Pour le C.F.L.N., il faut donc barrer la route au communisme en rassemblant l'Empire autour de la France.
c) Mais la plus grande crainte de la « France libre» venait du côté de ses alliés anglo-saxons, plus singulièrement de la part des U .S.A. En effet les Etats-Unis d'Amérique qui avaient profité plus que tout autre pays de guerre, voulaient profiter de l'affaiblissement des puissances coloniales européennes pour envahir les marchés coloniaux et y acquérir petit à petit une position dominante (1). C'est ainsi que dans la charte de l'Atlantique, en août 1941, entre Churchill et Roosevelt, ce dernier insiste pour que soit formellement mentionnée la «libre disposition des peuples» et leurs « droits souverains» et c'est en 1943 que le mot trusteeship est prononcé pour la première fois. Cette idée sera d'ailleurs reprise en 1945 à la conférence américaine de Hot Springs par l'Institute of Pacific Relations qui parle, pour les colonies, d'une administration autonome chargée de préparer l'indépendance.
(1) Ces intentions sont déjà inscrites dans les propositions de Wilson à la fin de la première guerre mondiale.
Il faut ajouter à toutes ces craintes que, pendant toute la durée de la guerre, le Comité Français de Libération Nationale avait un sentiment de frustration parce qu'il n'a jamais été admis dans les grands débats engageant l'avenir de l'humanité, pas plus que les gouvernements exilés de Pologne, de Grèce, de Yougoslavie, des Pays-Bas et de Norvège.


3 - SITUATION ECONOMIQUE
Après la défaite militaire, la France a subi un véritable blocus économique.

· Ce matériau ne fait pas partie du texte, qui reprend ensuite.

//! Generate command - create UI components from natural language
//!
//! Detects the project, packs its context into the prompt, asks Claude for
//! the component and writes the returned files.

use anyhow::{Context, Result};
use std::fs;
use std::path::{Path, PathBuf};

use super::{prepare_prompts, PreparedPrompts};
use crate::ai::{parse_files, ClaudeClient, GeneratedFile};
use crate::config::Config;
use crate::error::PaletteError;
use crate::ui::style::{self, print_dim_warning, print_row, spinner};
use crate::ui::{colors, symbols, PaletteForm};

/// Flags of `palette generate`
#[derive(Debug, Clone, Default)]
pub struct GenerateOptions {
    pub output: Option<PathBuf>,
    pub max_tokens: Option<usize>,
    pub no_context: bool,
    pub dry_run: bool,
    pub force: bool,
}

pub async fn run(
    config: Config,
    root: &Path,
    prompt: &str,
    options: GenerateOptions,
) -> Result<()> {
    let prepared = prepare_prompts(&config, root, prompt, options.max_tokens, !options.no_context);

    let model = config.verbose.then_some(config.ai.model.as_str());
    print_header(prompt, &prepared, model);

    if options.dry_run {
        print_dry_run(&prepared);
        return Ok(());
    }

    let client = ClaudeClient::from_config(&config.ai)?;
    let pb = spinner(format!("Generating with {}", client.model()));
    let completion = client
        .send_with_system(&prepared.user_prompt, &prepared.system_prompt)
        .await;
    pb.finish_and_clear();
    let completion = completion.context("Claude request failed")?;

    if completion.is_truncated() {
        print_dim_warning("Reply hit the max_tokens limit; the output may be incomplete");
    }

    let configuration = &prepared.configuration;
    let extension = configuration.framework.component_extension(configuration.typescript);
    let files = parse_files(&completion.text, prompt, extension);
    if files.is_empty() {
        return Err(PaletteError::Generation("the model returned no code".to_string()).into());
    }

    let output_dir = options
        .output
        .clone()
        .unwrap_or_else(|| root.join(&config.general.output_dir));
    let written = write_files(&output_dir, &files, options.force)?;

    print_summary(&written, completion.usage.input_tokens, completion.usage.output_tokens);
    Ok(())
}

/// Where `file` lands inside `output_dir`; paths are already sanitized to be relative
fn target_path(output_dir: &Path, file: &GeneratedFile) -> PathBuf {
    output_dir.join(&file.path)
}

/// Write each file, asking before overwriting unless `force`
fn write_files(
    output_dir: &Path,
    files: &[GeneratedFile],
    force: bool,
) -> Result<Vec<(PathBuf, usize)>> {
    fs::create_dir_all(output_dir)
        .with_context(|| format!("Failed to create output directory {}", output_dir.display()))?;

    let form = PaletteForm::new();
    let mut written = Vec::new();

    for file in files {
        let target = target_path(output_dir, file);

        if target.exists() && !force {
            let question = format!("Overwrite {}?", target.display());
            if form.confirm(&question, false)? != Some(true) {
                println!(
                    "{}  {} Skipped {}{}",
                    colors::MUTED, symbols::FILE, target.display(), colors::RESET
                );
                continue;
            }
        }

        if let Some(parent) = target.parent() {
            fs::create_dir_all(parent)
                .with_context(|| format!("Failed to create directory {}", parent.display()))?;
        }
        fs::write(&target, &file.content)
            .with_context(|| format!("Failed to write to {}", target.display()))?;
        written.push((target, file.content.lines().count()));
    }

    Ok(written)
}

fn print_header(prompt: &str, prepared: &PreparedPrompts, model: Option<&str>) {
    let configuration = &prepared.configuration;
    style::print_header("Component Generator");
    print_row("Framework", configuration.framework);
    print_row("Styling", configuration.styling_system);
    print_row("Library", configuration.component_library);
    print_row("Confidence", format!("{:.0}%", configuration.confidence_score * 100.0));
    if let Some(model) = model {
        print_row("Model", model);
    }
    if let Some(optimized) = &prepared.optimized {
        let packing = &optimized.stats.packing;
        print_row(
            "Context",
            format!(
                "{}/{} fragments, {} tokens",
                packing.selected_fragments, packing.total_fragments, packing.tokens_used
            ),
        );
    }
    println!("{}  ╰ {}{}{}", colors::MUTED, colors::DIM, prompt, colors::RESET);
    println!();
}

fn print_dry_run(prepared: &PreparedPrompts) {
    println!(
        "{}{}  DRY RUN{} {}(no request sent){}",
        colors::WARNING, colors::BOLD, colors::RESET, colors::DIM, colors::RESET
    );
    println!();
    println!("{}── System prompt ──{}", colors::MUTED, colors::RESET);
    println!("{}", prepared.system_prompt);
    println!();
    println!("{}── User prompt ──{}", colors::MUTED, colors::RESET);
    println!("{}", prepared.user_prompt);

    if let Some(optimized) = &prepared.optimized {
        let budget = &optimized.stats.token_budget;
        println!();
        println!("{}── Token budget ──{}", colors::MUTED, colors::RESET);
        print_row("Total", budget.total);
        print_row("Reserved", budget.reserved);
        print_row("Prompts", budget.system_prompt + budget.user_prompt);
        print_row(
            "Context",
            format!("{} of {}", optimized.stats.packing.tokens_used, budget.context),
        );
    }
    println!();
}

fn print_summary(written: &[(PathBuf, usize)], input_tokens: u32, output_tokens: u32) {
    println!();
    if written.is_empty() {
        println!("{}  No files written{}", colors::MUTED, colors::RESET);
        return;
    }

    println!(
        "{}{}  {} Files Created {}",
        colors::SUCCESS, colors::BOLD, symbols::SUCCESS, colors::RESET
    );
    println!("{}  ╭{}─{}", colors::MUTED, "─".repeat(50), colors::RESET);
    for (path, lines) in written {
        println!(
            "{}  │ {} {}{}{} {}({} lines){}",
            colors::MUTED,
            symbols::FILE,
            colors::FG,
            path.display(),
            colors::RESET,
            colors::DIM,
            lines,
            colors::RESET
        );
    }
    println!(
        "{}  │   Tokens: {}{} in / {} out{}",
        colors::MUTED, colors::FG, input_tokens, output_tokens, colors::RESET
    );
    println!("{}  ╰{}─{}", colors::MUTED, "─".repeat(50), colors::RESET);
    println!();
}

#[cfg(test)]
mod tests {
    use super::*;

    fn file(path: &str, content: &str) -> GeneratedFile {
        GeneratedFile {
            path: PathBuf::from(path),
            content: content.to_string(),
        }
    }

    #[test]
    fn test_target_path_keeps_relative_directories() {
        let target = target_path(Path::new("out"), &file("components/ui/Card.tsx", ""));
        assert_eq!(target, PathBuf::from("out/components/ui/Card.tsx"));
    }

    #[test]
    fn test_same_file_name_in_different_directories_both_written() {
        let dir = tempfile::tempdir().unwrap();
        let files = vec![
            file("marketing/Card.tsx", "export const Card = () => 'marketing';\n"),
            file("dashboard/Card.tsx", "export const Card = () => 'dashboard';\n"),
        ];

        let written = write_files(dir.path(), &files, false).unwrap();
        assert_eq!(written.len(), 2);
        assert!(fs::read_to_string(dir.path().join("marketing/Card.tsx"))
            .unwrap()
            .contains("marketing"));
        assert!(fs::read_to_string(dir.path().join("dashboard/Card.tsx"))
            .unwrap()
            .contains("dashboard"));
    }

    #[test]
    fn test_write_files_creates_directory() {
        let dir = tempfile::tempdir().unwrap();
        let out = dir.path().join("generated");
        let files = vec![
            file("Card.tsx", "export const Card = () => null;\n"),
            file("card.module.css", ".card {}\n"),
        ];

        let written = write_files(&out, &files, false).unwrap();
        assert_eq!(written.len(), 2);
        assert_eq!(fs::read_to_string(out.join("card.module.css")).unwrap(), ".card {}\n");
    }

    #[test]
    fn test_force_overwrites_without_asking() {
        let dir = tempfile::tempdir().unwrap();
        fs::write(dir.path().join("Card.tsx"), "old").unwrap();

        write_files(dir.path(), &[file("Card.tsx", "new\n")], true).unwrap();
        assert_eq!(fs::read_to_string(dir.path().join("Card.tsx")).unwrap(), "new\n");
    }
}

Cette situation tendait à asphyxier l‘Hexagone qui dut vivre replié sur lui-même. De ce fait le commerce français connut une chute spectaculaire d'autant plus que le pays n'avait pratiquement plus de marine marchande: «Même si nos ports avaient été intacts, nous n'aurions eu pour ainsi dire plus de marine marchande. Notre flotte, qui comptait avant la guerre 3 millions de tonneaux environ était réduite à 1 million, encore les bateaux que nous conservions n'étaient-ils pas à notre disposition mais à celle du pool maritime interallié» (1)
(1). L'année politique 1944 - 1945 Editions le Grand sièc1e.

Pour l'industrie, disons simplement qu'en 1938 la France achetait 70,9 % des matières premières nécessaires à son industrie en dehors de l'Europe, le blocus fait donc peser sur l'industrie française un danger mortel. D'ailleurs selon les «documents de l'Assemblée Consultative Provisoire », l'industrie française a connu toutes les pénuries, chaque période de l’histoire de la guerre s'étant caractérisée par une pénurie dominante; c'est ainsi que les pénuries successives furent la crise des matières premières (1940), la crise des transports (1940-1941), la crise énergique (1941-1942), la crise de la main-d'oeuvre qualifiée (1942-1943).
*
Ainsi donc rejetée du concert des grandes puissances, harcelée dans ses propres colonies par un nationalisme désormais confiant et agressif, soupçonneuse que les amis d'hier ne soient les concurrents de demain, frappée à mort dans sa production industrielle sans parler de la raréfaction des produits de premières nécessité, la France se tourne une fois de plus vers son Empire et lui commande de ressusciter la Métropole des cendres de la guerre et de la remettre à la place qu'elle croit être la sienne, parmi les grandes puissances de ce monde.
C'est pour routes ces raisons que le C.F.LN. convoque la Conférence de Brazzaville.
*

 

III. TRAVAUX DE LA CONFERENCE DE BRAZZAVILLE

Le texte sur lequel nous avons travaillé est un texte dactylographié de 108 pages que nous avons trouvé dans le courant de l'année 1974 dans les archives de l'Assemblée nationale de Côte d'Ivoire. Il est divisé en 11 parties :

1 - un avant -propos.

2 - la composition de la Conférence africaine française de Brazzaville (voir annexe.)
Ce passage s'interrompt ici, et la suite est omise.